I was sitting in my therapst’s office, talking about all the things that were going on. As I spoke, I heard myself, which is the point of therapy. But what I heard I didn’t like. And the longer I talked, the more I realized that all the things that were going on that I didn’t like started when I started the medicine.
- My fatigue increased instead of decreased. I had trouble sleeping through the night, trouble getting to sleep and trouble waking up.
- The dizziness I feel. Driving gave me a real test, because I would get dizzy when I turned my head.
- My balance issues became critical. Obviously, with dizziness, there may be balance issues, and I certainly have them. I have difficulty not falling over on the best days. I’ve had it for years but it increased to the point that I was falling into furniture. It’s just a miracle that I didn’t actually fall and break something. I was holding on to things as I walked around my apartment.
- Confusion. I couldn’t keep my mind on anything. whether reading, crochet, sewing, TV, or the computer. I had trouble following the story lines on TV, and things I’ve done for years were difficult for me to do.
- Word Loss. I’ve had word loss since I was young, and it worsened. For a while, I’d seemed to get better when I started using O2 at night, but when I started taking the medicine my words got all jumbled in my head. I would find the wrong word and my communication suffered a lot. Written or spoken, things came out wrong.
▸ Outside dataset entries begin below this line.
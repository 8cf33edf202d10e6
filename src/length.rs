//! List length inference.
//!
//! The format has no list headers: the length of a list is one more than the
//! highest index that appears directly below the list key. Lengths are
//! memoized per list key in a [`LengthCache`], where each entry is either
//!
//! - [`LengthHint::Observed`]: a lower bound learned from navigating to or
//!   writing at an index, or
//! - [`LengthHint::Known`]: the result of scanning the raw input lines,
//!   merged with every bound observed so far.
//!
//! A prefix without an entry is unknown. Only `Known` entries skip the scan,
//! so an empty list is scanned once and a partial observation never hides
//! elements that exist in the input.

use crate::key::DELIMITER;
use std::collections::HashMap;

/// Cached knowledge about one list.
#[derive(Debug, Clone, Copy, PartialEq, Eq)]
pub enum LengthHint {
    Observed(usize),
    Known(usize),
}

impl LengthHint {
    #[inline]
    #[must_use]
    pub const fn value(self) -> usize {
        match self {
            LengthHint::Observed(n) | LengthHint::Known(n) => n,
        }
    }
}

/// Memoized list lengths keyed by list key.
#[derive(Debug, Clone, Default)]
pub struct LengthCache {
    entries: HashMap<String, LengthHint>,
}

impl LengthCache {
    #[must_use]
    pub fn new() -> Self {
        Self::default()
    }

    /// Records that `prefix` has an element at `index`.
    pub fn observe(&mut self, prefix: &str, index: usize) {
        let len = index.saturating_add(1);
        match self.entries.get_mut(prefix) {
            Some(LengthHint::Observed(n)) | Some(LengthHint::Known(n)) => {
                if *n < len {
                    *n = len;
                }
            }
            None => {
                self.entries
                    .insert(prefix.to_string(), LengthHint::Observed(len));
            }
        }
    }

    #[must_use]
    pub fn get(&self, prefix: &str) -> Option<LengthHint> {
        self.entries.get(prefix).copied()
    }

    /// Returns the length of `prefix`, scanning `lines` unless it is already known.
    ///
    /// # Examples
    ///
    /// ```rust
    /// use dashdb::{LengthCache, LengthHint};
    ///
    /// let lines = vec!["a-0-x=1".to_string(), "a-3-x=2".to_string()];
    /// let mut cache = LengthCache::new();
    /// cache.observe("a", 0);
    ///
    /// assert_eq!(cache.resolve("a", &lines), 4);
    /// assert_eq!(cache.get("a"), Some(LengthHint::Known(4)));
    /// assert_eq!(cache.resolve("missing", &lines), 0);
    /// assert_eq!(cache.get("missing"), Some(LengthHint::Known(0)));
    /// ```
    pub fn resolve(&mut self, prefix: &str, lines: &[String]) -> usize {
        let observed = match self.get(prefix) {
            Some(LengthHint::Known(n)) => return n,
            Some(LengthHint::Observed(n)) => n,
            None => 0,
        };
        let scanned = scan_length(prefix, lines);
        tracing::debug!(prefix, scanned, observed, "scanned list length");
        let len = scanned.max(observed);
        self.entries
            .insert(prefix.to_string(), LengthHint::Known(len));
        len
    }

    pub fn clear(&mut self) {
        self.entries.clear();
    }

    #[must_use]
    pub fn len(&self) -> usize {
        self.entries.len()
    }

    #[must_use]
    pub fn is_empty(&self) -> bool {
        self.entries.is_empty()
    }
}

/// Infers the length of the list at `prefix` from raw lines.
///
/// A line counts when it starts with `prefix`, then the delimiter, then a
/// decimal digit; the maximal digit run there is the element index. An empty
/// prefix denotes a top-level list, whose lines start directly with the index.
///
/// # Examples
///
/// ```rust
/// use dashdb::length::scan_length;
///
/// let lines: Vec<String> = ["k-0-name=a", "k-12-name=b", "kx-40=c", "k-name=d"]
///     .iter()
///     .map(|s| s.to_string())
///     .collect();
/// assert_eq!(scan_length("k", &lines), 13);
/// assert_eq!(scan_length("nope", &lines), 0);
/// ```
#[must_use]
pub fn scan_length(prefix: &str, lines: &[String]) -> usize {
    lines
        .iter()
        .filter_map(|line| index_after(prefix, line))
        .map(|index| index.saturating_add(1))
        .max()
        .unwrap_or(0)
}

fn index_after(prefix: &str, line: &str) -> Option<usize> {
    let rest = if prefix.is_empty() {
        line
    } else {
        line.strip_prefix(prefix)?.strip_prefix(DELIMITER)?
    };
    let digits = rest
        .find(|c: char| !c.is_ascii_digit())
        .map_or(rest, |end| &rest[..end]);
    if digits.is_empty() {
        return None;
    }
    match digits.parse() {
        Ok(index) => Some(index),
        Err(_) => {
            tracing::debug!(prefix, line, "list index out of range, ignored");
            None
        }
    }
}

#[cfg(test)]
mod tests {
    use super::*;

    fn lines(raw: &str) -> Vec<String> {
        raw.lines().map(str::to_string).collect()
    }

    #[test]
    fn test_scan_nested_lists() {
        let lines = lines(
            "kernels-0-name=a\n\
             kernels-0-arguments-0-size=32\n\
             kernels-0-arguments-1-size=16\n\
             kernels-1-arguments-0-size=64\n\
             meta information-0=None\n",
        );
        assert_eq!(scan_length("kernels", &lines), 2);
        assert_eq!(scan_length("kernels-0-arguments", &lines), 2);
        assert_eq!(scan_length("kernels-1-arguments", &lines), 1);
        assert_eq!(scan_length("meta information", &lines), 1);
        assert_eq!(scan_length("kernels-0-name", &lines), 0);
    }

    #[test]
    fn test_scan_requires_delimiter_and_digit() {
        let lines = lines("ab-0=x\na=y\na-=z\na-x1=w\n");
        assert_eq!(scan_length("a", &lines), 0);
    }

    #[test]
    fn test_scan_top_level_list() {
        let lines = lines("0-name=a\n1-name=b\nname=c\n");
        assert_eq!(scan_length("", &lines), 2);
    }

    #[test]
    fn test_observe_keeps_maximum() {
        let mut cache = LengthCache::new();
        cache.observe("a", 4);
        cache.observe("a", 1);
        assert_eq!(cache.get("a"), Some(LengthHint::Observed(5)));
    }

    #[test]
    fn test_known_entries_skip_scan_but_grow() {
        let mut cache = LengthCache::new();
        assert_eq!(cache.resolve("a", &lines("a-1=x\n")), 2);
        assert_eq!(cache.resolve("a", &[]), 2);
        cache.observe("a", 5);
        assert_eq!(cache.get("a"), Some(LengthHint::Known(6)));
        assert_eq!(cache.resolve("a", &[]), 6);
    }

    #[test]
    fn test_empty_list_is_cached() {
        let mut cache = LengthCache::new();
        assert_eq!(cache.resolve("empty", &[]), 0);
        assert_eq!(cache.get("empty"), Some(LengthHint::Known(0)));
        assert_eq!(cache.len(), 1);
        cache.clear();
        assert!(cache.is_empty());
    }
}
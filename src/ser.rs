//! Flattening serde values into dash entries.
//!
//! This module provides the [`Serializer`] that turns any `T: Serialize`
//! into a [`DashDb`] by applying the format's transformation rule:
//!
//! - struct fields and map keys become name segments
//! - sequence and tuple positions become index segments
//! - scalars become values at the key built so far
//! - `None` and unit values produce no entry
//! - unit variants store their name; newtype, tuple and struct variants
//!   nest under their name
//!
//! ## Usage
//!
//! Most users should use the high-level functions in the crate root:
//!
//! ```rust
//! use dashdb::to_string;
//! use serde::Serialize;
//!
//! #[derive(Serialize)]
//! struct Kernel { name: String, partitioning: char }
//!
//! #[derive(Serialize)]
//! struct Program { kernels: Vec<Kernel> }
//!
//! let program = Program {
//!     kernels: vec![
//!         Kernel { name: "update_positions".to_string(), partitioning: 'x' },
//!         Kernel { name: "update_speed".to_string(), partitioning: 'x' },
//!     ],
//! };
//!
//! assert_eq!(
//!     to_string(&program).unwrap(),
//!     "kernels-0-name=update_positions\n\
//!      kernels-0-partitioning=x\n\
//!      kernels-1-name=update_speed\n\
//!      kernels-1-partitioning=x\n"
//! );
//! ```
//!
//! ## Direct Serializer Usage
//!
//! ```rust
//! use dashdb::{DashOptions, Serializer};
//! use serde::Serialize;
//! use std::collections::BTreeMap;
//!
//! let mut serializer = Serializer::new(DashOptions::new());
//! let mut data = BTreeMap::new();
//! data.insert("tags", vec!["a", "b"]);
//! data.serialize(&mut serializer).unwrap();
//!
//! let db = serializer.into_inner();
//! assert_eq!(db.key("tags").length(), 2);
//! ```

use crate::key::KeyPath;
use crate::value::ToDashValue;
use crate::{DashDb, DashOptions, Error, Result};
use serde::ser::{self, Impossible, SerializeMap as _};
use serde::Serialize;

/// The flattening serializer.
///
/// Created via [`Serializer::new`]; the filled store is taken out with
/// [`Serializer::into_inner`].
pub struct Serializer {
    db: DashDb,
    path: KeyPath,
}

impl Serializer {
    pub fn new(options: DashOptions) -> Self {
        Serializer {
            db: DashDb::with_options(options),
            path: KeyPath::new(),
        }
    }

    pub fn into_inner(self) -> DashDb {
        self.db
    }

    fn write_value<V: ToDashValue>(&mut self, value: V) -> Result<()> {
        if self.path.is_empty() {
            return Err(Error::custom(
                "a top-level value must be a struct, map or sequence",
            ));
        }
        self.db.store(self.path.clone(), value.to_dash_value())
    }

    fn nested<P, F>(&mut self, push: P, f: F) -> Result<()>
    where
        P: FnOnce(&mut KeyPath),
        F: FnOnce(&mut Self) -> Result<()>,
    {
        let parent = self.path.clone();
        push(&mut self.path);
        let result = f(self);
        self.path = parent;
        result
    }
}

impl<'a> ser::Serializer for &'a mut Serializer {
    type Ok = ();
    type Error = Error;

    type SerializeSeq = Compound<'a>;
    type SerializeTuple = Compound<'a>;
    type SerializeTupleStruct = Compound<'a>;
    type SerializeTupleVariant = Compound<'a>;
    type SerializeMap = Compound<'a>;
    type SerializeStruct = Compound<'a>;
    type SerializeStructVariant = Compound<'a>;

    fn serialize_bool(self, v: bool) -> Result<()> {
        self.write_value(v)
    }

    fn serialize_i8(self, v: i8) -> Result<()> {
        self.write_value(v)
    }

    fn serialize_i16(self, v: i16) -> Result<()> {
        self.write_value(v)
    }

    fn serialize_i32(self, v: i32) -> Result<()> {
        self.write_value(v)
    }

    fn serialize_i64(self, v: i64) -> Result<()> {
        self.write_value(v)
    }

    fn serialize_i128(self, v: i128) -> Result<()> {
        self.write_value(v)
    }

    fn serialize_u8(self, v: u8) -> Result<()> {
        self.write_value(v)
    }

    fn serialize_u16(self, v: u16) -> Result<()> {
        self.write_value(v)
    }

    fn serialize_u32(self, v: u32) -> Result<()> {
        self.write_value(v)
    }

    fn serialize_u64(self, v: u64) -> Result<()> {
        self.write_value(v)
    }

    fn serialize_u128(self, v: u128) -> Result<()> {
        self.write_value(v)
    }

    fn serialize_f32(self, v: f32) -> Result<()> {
        self.write_value(v)
    }

    fn serialize_f64(self, v: f64) -> Result<()> {
        self.write_value(v)
    }

    fn serialize_char(self, v: char) -> Result<()> {
        self.write_value(v)
    }

    fn serialize_str(self, v: &str) -> Result<()> {
        self.write_value(v)
    }

    fn serialize_bytes(self, v: &[u8]) -> Result<()> {
        let mut seq = Compound::new(self, None);
        for byte in v {
            seq.element(byte)?;
        }
        seq.finish()
    }

    fn serialize_none(self) -> Result<()> {
        Ok(())
    }

    fn serialize_some<T>(self, value: &T) -> Result<()>
    where
        T: ?Sized + Serialize,
    {
        value.serialize(self)
    }

    fn serialize_unit(self) -> Result<()> {
        Ok(())
    }

    fn serialize_unit_struct(self, _name: &'static str) -> Result<()> {
        self.serialize_unit()
    }

    fn serialize_unit_variant(
        self,
        _name: &'static str,
        _variant_index: u32,
        variant: &'static str,
    ) -> Result<()> {
        self.write_value(variant)
    }

    fn serialize_newtype_struct<T>(self, _name: &'static str, value: &T) -> Result<()>
    where
        T: ?Sized + Serialize,
    {
        value.serialize(self)
    }

    fn serialize_newtype_variant<T>(
        self,
        _name: &'static str,
        _variant_index: u32,
        variant: &'static str,
        value: &T,
    ) -> Result<()>
    where
        T: ?Sized + Serialize,
    {
        self.nested(|path| path.push_name(variant), |ser| value.serialize(ser))
    }

    fn serialize_seq(self, _len: Option<usize>) -> Result<Self::SerializeSeq> {
        Ok(Compound::new(self, None))
    }

    fn serialize_tuple(self, len: usize) -> Result<Self::SerializeTuple> {
        self.serialize_seq(Some(len))
    }

    fn serialize_tuple_struct(
        self,
        _name: &'static str,
        len: usize,
    ) -> Result<Self::SerializeTupleStruct> {
        self.serialize_seq(Some(len))
    }

    fn serialize_tuple_variant(
        self,
        _name: &'static str,
        _variant_index: u32,
        variant: &'static str,
        _len: usize,
    ) -> Result<Self::SerializeTupleVariant> {
        let parent = self.path.clone();
        self.path.push_name(variant);
        Ok(Compound::new(self, Some(parent)))
    }

    fn serialize_map(self, _len: Option<usize>) -> Result<Self::SerializeMap> {
        Ok(Compound::new(self, None))
    }

    fn serialize_struct(self, _name: &'static str, _len: usize) -> Result<Self::SerializeStruct> {
        Ok(Compound::new(self, None))
    }

    fn serialize_struct_variant(
        self,
        _name: &'static str,
        _variant_index: u32,
        variant: &'static str,
        _len: usize,
    ) -> Result<Self::SerializeStructVariant> {
        let parent = self.path.clone();
        self.path.push_name(variant);
        Ok(Compound::new(self, Some(parent)))
    }
}

/// State shared by every compound value: the next list index, a map key
/// waiting for its value, and the key to restore once a variant is done.
pub struct Compound<'a> {
    ser: &'a mut Serializer,
    next_index: usize,
    pending_key: Option<String>,
    restore: Option<KeyPath>,
}

impl<'a> Compound<'a> {
    fn new(ser: &'a mut Serializer, restore: Option<KeyPath>) -> Self {
        Compound {
            ser,
            next_index: 0,
            pending_key: None,
            restore,
        }
    }

    fn element<T>(&mut self, value: &T) -> Result<()>
    where
        T: ?Sized + Serialize,
    {
        let index = self.next_index;
        self.next_index += 1;
        self.ser
            .nested(|path| path.push_index(index), |ser| value.serialize(ser))
    }

    fn field<T>(&mut self, name: &str, value: &T) -> Result<()>
    where
        T: ?Sized + Serialize,
    {
        self.ser
            .nested(|path| path.push_name(name), |ser| value.serialize(ser))
    }

    fn finish(self) -> Result<()> {
        if let Some(parent) = self.restore {
            self.ser.path = parent;
        }
        Ok(())
    }
}

impl ser::SerializeSeq for Compound<'_> {
    type Ok = ();
    type Error = Error;

    fn serialize_element<T>(&mut self, value: &T) -> Result<()>
    where
        T: ?Sized + Serialize,
    {
        self.element(value)
    }

    fn end(self) -> Result<()> {
        self.finish()
    }
}

impl ser::SerializeTuple for Compound<'_> {
    type Ok = ();
    type Error = Error;

    fn serialize_element<T>(&mut self, value: &T) -> Result<()>
    where
        T: ?Sized + Serialize,
    {
        self.element(value)
    }

    fn end(self) -> Result<()> {
        self.finish()
    }
}

impl ser::SerializeTupleStruct for Compound<'_> {
    type Ok = ();
    type Error = Error;

    fn serialize_field<T>(&mut self, value: &T) -> Result<()>
    where
        T: ?Sized + Serialize,
    {
        self.element(value)
    }

    fn end(self) -> Result<()> {
        self.finish()
    }
}

impl ser::SerializeTupleVariant for Compound<'_> {
    type Ok = ();
    type Error = Error;

    fn serialize_field<T>(&mut self, value: &T) -> Result<()>
    where
        T: ?Sized + Serialize,
    {
        self.element(value)
    }

    fn end(self) -> Result<()> {
        self.finish()
    }
}

impl ser::SerializeMap for Compound<'_> {
    type Ok = ();
    type Error = Error;

    fn serialize_key<T>(&mut self, key: &T) -> Result<()>
    where
        T: ?Sized + Serialize,
    {
        self.pending_key = Some(key.serialize(MapKeySerializer)?);
        Ok(())
    }

    fn serialize_value<T>(&mut self, value: &T) -> Result<()>
    where
        T: ?Sized + Serialize,
    {
        let key = self
            .pending_key
            .take()
            .ok_or_else(|| Error::custom("serialize_value called without serialize_key"))?;
        self.field(&key, value)
    }

    fn end(self) -> Result<()> {
        self.finish()
    }
}

impl ser::SerializeStruct for Compound<'_> {
    type Ok = ();
    type Error = Error;

    fn serialize_field<T>(&mut self, key: &'static str, value: &T) -> Result<()>
    where
        T: ?Sized + Serialize,
    {
        self.field(key, value)
    }

    fn end(self) -> Result<()> {
        self.finish()
    }
}

impl ser::SerializeStructVariant for Compound<'_> {
    type Ok = ();
    type Error = Error;

    fn serialize_field<T>(&mut self, key: &'static str, value: &T) -> Result<()>
    where
        T: ?Sized + Serialize,
    {
        self.field(key, value)
    }

    fn end(self) -> Result<()> {
        self.finish()
    }
}

/// Renders map keys as name segments.
struct MapKeySerializer;

fn key_must_be_scalar() -> Error {
    Error::custom("map keys must be strings, characters, booleans or integers")
}

impl ser::Serializer for MapKeySerializer {
    type Ok = String;
    type Error = Error;

    type SerializeSeq = Impossible<String, Error>;
    type SerializeTuple = Impossible<String, Error>;
    type SerializeTupleStruct = Impossible<String, Error>;
    type SerializeTupleVariant = Impossible<String, Error>;
    type SerializeMap = Impossible<String, Error>;
    type SerializeStruct = Impossible<String, Error>;
    type SerializeStructVariant = Impossible<String, Error>;

    fn serialize_bool(self, v: bool) -> Result<String> {
        Ok(v.to_string())
    }

    fn serialize_i8(self, v: i8) -> Result<String> {
        Ok(v.to_string())
    }

    fn serialize_i16(self, v: i16) -> Result<String> {
        Ok(v.to_string())
    }

    fn serialize_i32(self, v: i32) -> Result<String> {
        Ok(v.to_string())
    }

    fn serialize_i64(self, v: i64) -> Result<String> {
        Ok(v.to_string())
    }

    fn serialize_u8(self, v: u8) -> Result<String> {
        Ok(v.to_string())
    }

    fn serialize_u16(self, v: u16) -> Result<String> {
        Ok(v.to_string())
    }

    fn serialize_u32(self, v: u32) -> Result<String> {
        Ok(v.to_string())
    }

    fn serialize_u64(self, v: u64) -> Result<String> {
        Ok(v.to_string())
    }

    fn serialize_f32(self, _v: f32) -> Result<String> {
        Err(key_must_be_scalar())
    }

    fn serialize_f64(self, _v: f64) -> Result<String> {
        Err(key_must_be_scalar())
    }

    fn serialize_char(self, v: char) -> Result<String> {
        Ok(v.to_string())
    }

    fn serialize_str(self, v: &str) -> Result<String> {
        Ok(v.to_string())
    }

    fn serialize_bytes(self, _v: &[u8]) -> Result<String> {
        Err(key_must_be_scalar())
    }

    fn serialize_none(self) -> Result<String> {
        Err(key_must_be_scalar())
    }

    fn serialize_some<T>(self, value: &T) -> Result<String>
    where
        T: ?Sized + Serialize,
    {
        value.serialize(self)
    }

    fn serialize_unit(self) -> Result<String> {
        Err(key_must_be_scalar())
    }

    fn serialize_unit_struct(self, _name: &'static str) -> Result<String> {
        Err(key_must_be_scalar())
    }

    fn serialize_unit_variant(
        self,
        _name: &'static str,
        _variant_index: u32,
        variant: &'static str,
    ) -> Result<String> {
        Ok(variant.to_string())
    }

    fn serialize_newtype_struct<T>(self, _name: &'static str, value: &T) -> Result<String>
    where
        T: ?Sized + Serialize,
    {
        value.serialize(self)
    }

    fn serialize_newtype_variant<T>(
        self,
        _name: &'static str,
        _variant_index: u32,
        _variant: &'static str,
        _value: &T,
    ) -> Result<String>
    where
        T: ?Sized + Serialize,
    {
        Err(key_must_be_scalar())
    }

    fn serialize_seq(self, _len: Option<usize>) -> Result<Self::SerializeSeq> {
        Err(key_must_be_scalar())
    }

    fn serialize_tuple(self, _len: usize) -> Result<Self::SerializeTuple> {
        Err(key_must_be_scalar())
    }

    fn serialize_tuple_struct(
        self,
        _name: &'static str,
        _len: usize,
    ) -> Result<Self::SerializeTupleStruct> {
        Err(key_must_be_scalar())
    }

    fn serialize_tuple_variant(
        self,
        _name: &'static str,
        _variant_index: u32,
        _variant: &'static str,
        _len: usize,
    ) -> Result<Self::SerializeTupleVariant> {
        Err(key_must_be_scalar())
    }

    fn serialize_map(self, _len: Option<usize>) -> Result<Self::SerializeMap> {
        Err(key_must_be_scalar())
    }

    fn serialize_struct(self, _name: &'static str, _len: usize) -> Result<Self::SerializeStruct> {
        Err(key_must_be_scalar())
    }

    fn serialize_struct_variant(
        self,
        _name: &'static str,
        _variant_index: u32,
        _variant: &'static str,
        _len: usize,
    ) -> Result<Self::SerializeStructVariant> {
        Err(key_must_be_scalar())
    }
}

/// A store serializes as a map of its entries, sorted by key.
impl Serialize for DashDb {
    fn serialize<S>(&self, serializer: S) -> std::result::Result<S::Ok, S::Error>
    where
        S: ser::Serializer,
    {
        let mut map = serializer.serialize_map(Some(self.len()))?;
        for (key, value) in self.entries().sorted() {
            map.serialize_entry(key, value)?;
        }
        map.end()
    }
}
- Facial tics and muscle tremors. My eye started ticking and everything was jumping in my vision on the left side. I felt it, also, and I hope it isn’t permanent. It continues, though it’s a little less intense, now that I’ve skipped two doses. My hands and arms also had muscle contractions that were involuntary, though harmless.
- Loss of Impulse Control. We all have impulses to do or say stupid stuff, right? Most of us control these impulses and go about our business without too much difficulty. I started having a lot of trouble. The first sign was my diet. I started eating when I wasn’t hungry, eating whatever I could find (whether it was on my diet or not), and eating junk food. Then I started saying things that are better left unsaid on social media. I also spent money that I didn’t have to spend.
All these things developed in the two weeks I’d been on the medicine. Sitting with my therapist, I heard myself talk about this and put the pieces together.
I felt so out of control and frustrated by these side effects. I saw my life heading into unhealthy territory. I quit the medicine. Not one more dose. That was yesterday.
Some side-effects are permanent with this class of medication. Others will clear up given time. I’ll be giving it time, for sure. Hopefully, I’ll have less side-effects and I’ll be my normal self again. I was unmedicated before, and I did OK. I can be unmedicated again. I need me back.
Today has been rough. I didn’t sleep well, and part of it was my cat jumping on and off the bed. Every time she moved, I woke up. Then, she wanted me to wake up very early – earlier than normal. Maybe it’s the position of the sun, now that it’s Fall. As a result, I’ve been short-tempered most of the day. I know it isn’t her fault. I’ve been as kind as I can to her, and I’ve snuggled her several times.
I think it’s partly coming off that medicine, too. It’s recently been declared a Class II drug, which means it can be addictive or have side effects that mimic addiction. It’s a powerful thing, for sure.
My doctor was responsible and wanted to see me in a month, so I’ll be seeing her again on the 22nd. We can figure out a different approach, together. One thing she mentioned was that my legs are weak. I’ll be heading to the therapy pool next week.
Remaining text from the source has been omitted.